Le débat se poursuit sur les changements constitutionnels en Macédoine

La session se poursuit aujourd'hui à l'Assemblée sur la proposition du gouvernement de modifier la Constitution et la mise en œuvre de l'Accord de Prespa entre la Macédoine et la Grèce. Hier, les députés de la majorité parlementaire et de l'opposition, le deuxième jour du débat, sont restés dans leurs positions “pro” et “contre les changements constitutionnels”. Pour les députés VMRO-DPMNE, l'Accord Prespa [...]
La session se poursuit aujourd'hui à l'Assemblée sur la proposition du gouvernement de modifier la Constitution et la mise en œuvre de l'Accord de Prespa entre la Macédoine et la Grèce.
Hier, les députés de la majorité parlementaire et de l'opposition, le deuxième jour du débat, sont restés dans leurs positions “pro” et “contre les changements constitutionnels”.

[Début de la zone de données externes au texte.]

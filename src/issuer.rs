use crate::bundle::{AttestationBundle, SignerMaterial};
use crate::identity::LeafIdentity;
use crate::{AttestationError, Result};
use log::debug;
use serde::Serialize;
use std::collections::BTreeMap;
use std::fmt;

/// Provider a bundle belongs to, resolved once from the leaf certificate
#[derive(Debug, Clone, PartialEq, Eq, Hash, PartialOrd, Ord, Serialize)]
pub struct IssuerId(String);

impl IssuerId {
    pub fn provider(&self) -> &str {
        &self.0
    }
}

impl fmt::Display for IssuerId {
    fn fmt(&self, f: &mut fmt::Formatter<'_>) -> fmt::Result {
        f.write_str(&self.0)
    }
}

/// Maps OIDC issuer URLs to provider names.
///
/// Matching is exact string equality. There is no fallback provider: an
/// issuer nobody configured is rejected, otherwise a signer could pick the
/// trust root their certificate is checked against.
#[derive(Debug, Clone, Default)]
pub struct IssuerResolver {
    issuers: BTreeMap<String, String>,
}

impl IssuerResolver {
    pub fn new() -> Self {
        Self::default()
    }

    /// Register an issuer URL for a provider. One URL may only belong to one
    /// provider.
    pub fn with_issuer(mut self, issuer: impl Into<String>, provider: impl Into<String>) -> Result<Self> {
        let issuer = issuer.into();
        let provider = provider.into();

        if issuer.is_empty() {
            return Err(AttestationError::Config(format!(
                "provider '{}' lists an empty issuer",
                provider
            )));
        }

        if let Some(existing) = self.issuers.get(&issuer) {
            if *existing != provider {
                return Err(AttestationError::Config(format!(
                    "issuer '{}' is claimed by both '{}' and '{}'",
                    issuer, existing, provider
                )));
            }
        }

        self.issuers.insert(issuer, provider);
        Ok(self)
    }

    pub fn resolve_issuer_url(&self, issuer: &str) -> Result<IssuerId> {
        self.issuers
            .get(issuer)
            .map(|provider| IssuerId(provider.clone()))
            .ok_or_else(|| AttestationError::UnrecognizedIssuer(issuer.to_string()))
    }

    /// Resolve the provider for a bundle from its leaf certificate
    pub fn resolve(&self, bundle: &AttestationBundle) -> Result<IssuerId> {
        self.resolve_with_selection(bundle, None)
    }

    /// Resolve the provider for a bundle.
    ///
    /// Public-key bundles carry no issuer and only resolve to `preselected`.
    /// For certificate bundles the certificate decides; a preselection that
    /// disagrees with it is a rejection.
    pub fn resolve_with_selection(
        &self,
        bundle: &AttestationBundle,
        preselected: Option<&str>,
    ) -> Result<IssuerId> {
        match &bundle.signer {
            SignerMaterial::PublicKey { hint } => {
                let provider = preselected.ok_or_else(|| {
                    AttestationError::UnrecognizedIssuer(format!(
                        "bundle signed with key '{}' has no issuer and no provider was selected",
                        hint
                    ))
                })?;
                Ok(IssuerId(provider.to_string()))
            }
            SignerMaterial::CertificateChain(chain) => {
                let leaf = chain
                    .first()
                    .ok_or_else(|| AttestationError::malformed("Certificate chain is empty"))?;
                let identity = LeafIdentity::from_der(leaf)?;

                if identity.issuer.is_empty() {
                    return Err(AttestationError::UnrecognizedIssuer(
                        "leaf certificate has no OIDC issuer extension".into(),
                    ));
                }

                let issuer_id = self.resolve_issuer_url(&identity.issuer)?;
                debug!("Issuer {} resolved to provider {}", identity.issuer, issuer_id);

                match preselected {
                    Some(selected) if selected != issuer_id.provider() => {
                        Err(AttestationError::UnrecognizedIssuer(format!(
                            "issuer '{}' belongs to provider '{}', not the selected '{}'",
                            identity.issuer, issuer_id, selected
                        )))
                    }
                    _ => Ok(issuer_id),
                }
            }
        }
    }
}
impl Authority {
    pub fn new(name: &str) -> Self {
        let root_key = KeyPair::generate().unwrap();
        let root = ca_params(&format!("{} Root", name), None)
            .self_signed(&root_key)
            .unwrap();

        let intermediate_key = KeyPair::generate().unwrap();
        let intermediate = ca_params(&format!("{} Intermediate", name), Some(0))
            .signed_by(&intermediate_key, &root, &root_key)
            .unwrap();

        let log_key = signing_key(&KeyPair::generate().unwrap());

        Self {
            name: name.to_string(),
            root,
            root_key,
            intermediate,
            intermediate_key,
            log_public_key: spki_der(&log_key),
            log_key,
        }
    }

    pub fn root_der(&self) -> Vec<u8> {
        self.root.der().to_vec()
    }

    pub fn intermediate_der(&self) -> Vec<u8> {
        self.intermediate.der().to_vec()
    }

    pub fn log_key(&self) -> TransparencyLogKey {
        TransparencyLogKey::from_public_key(self.log_public_key.clone(), ValidityWindow::UNBOUNDED)
    }

    pub fn trust_root(&self) -> TrustRoot {
        self.trust_root_with_ca_window(ValidityWindow::UNBOUNDED)
    }

    pub fn trust_root_with_ca_window(&self, validity: ValidityWindow) -> TrustRoot {
        let ca = CertificateAuthority {
            root_certs: vec![self.root_der()],
            intermediate_certs: vec![self.intermediate_der()],
            validity,
        };
        TrustRoot::new(self.name.as_str(), vec![ca], vec![self.log_key()]).unwrap()
    }

    /// Trust root whose authority also lists `extra` as intermediates
    pub fn trust_root_with_intermediates(&self, extra: &[&SubCa]) -> TrustRoot {
        let mut intermediate_certs = vec![self.intermediate_der()];
        intermediate_certs.extend(extra.iter().map(|ca| ca.der()));
        let ca = CertificateAuthority {
            root_certs: vec![self.root_der()],
            intermediate_certs,
            validity: ValidityWindow::UNBOUNDED,
        };
        TrustRoot::new(self.name.as_str(), vec![ca], vec![self.log_key()]).unwrap()
    }

    /// A further CA, signed by the root or by the path-length-0 intermediate
    pub fn sub_ca(&self, under_root: bool, key_cert_sign: bool) -> SubCa {
        let key = KeyPair::generate().unwrap();
        let mut params = ca_params(&format!("{} Sub", self.name), None);
        if !key_cert_sign {
            params.key_usages = vec![KeyUsagePurpose::DigitalSignature];
        }
        let cert = if under_root {
            params.signed_by(&key, &self.root, &self.root_key)
        } else {
            params.signed_by(&key, &self.intermediate, &self.intermediate_key)
        }
        .unwrap();
        SubCa { cert, key }
    }

    /// Trust root that also trusts `key` for key-signed bundles
    pub fn trust_root_with_signing_key(&self, hint: &str, key: &Leaf, validity: ValidityWindow) -> TrustRoot {
        let public_key = spki_der(&key.key);
        self.trust_root()
            .with_signing_keys(vec![TrustedSigningKey {
                hint: hint.to_string(),
                public_key,
                validity,
            }])
            .unwrap()
    }

    pub fn issue_leaf(&self, spec: &LeafSpec) -> Leaf {
        issue_leaf(spec, &self.intermediate, &self.intermediate_key)
    }

    pub fn issue_leaf_under(&self, ca: &SubCa, spec: &LeafSpec) -> Leaf {
        issue_leaf(spec, &ca.cert, &ca.key)
    }

    /// A key pair to sign with directly, no certificate
    pub fn bare_key(&self) -> Leaf {
        Leaf {
            der: Vec::new(),
            key: signing_key(&KeyPair::generate().unwrap()),
        }
    }

    pub fn bundle<'a>(&'a self, leaf: &'a Leaf) -> BundleBuilder<'a> {
        BundleBuilder::new(self, leaf)
    }
}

Pour les députés du VMRO-DPMNE, l'accord de Prespa est mort politiquement et légalement, alors que lors de son accord, il y a eu manque de respect pour le président et les dispositions légales de la Constitution et de l'élévation du Parlement, tandis que pour la majorité parlementaire, il ne peut y avoir de meilleur accord que cela, et si la Macédoine est rejetée, isolement à long terme et blocage de l'intégration de l'UE et de l'OTAN.
Le Premier Ministre Zoran Zaev a averti que le processus de négociation avec la Grèce a été mené de manière plus transparente jusqu'à présent, et pour chaque étape a le chef de l'opposition, les dirigeants des plus grands partis politiques et le président de l'État, jusqu'à ce que les cadres avec lesquels les stratégies de négociation n'ont pas été violés.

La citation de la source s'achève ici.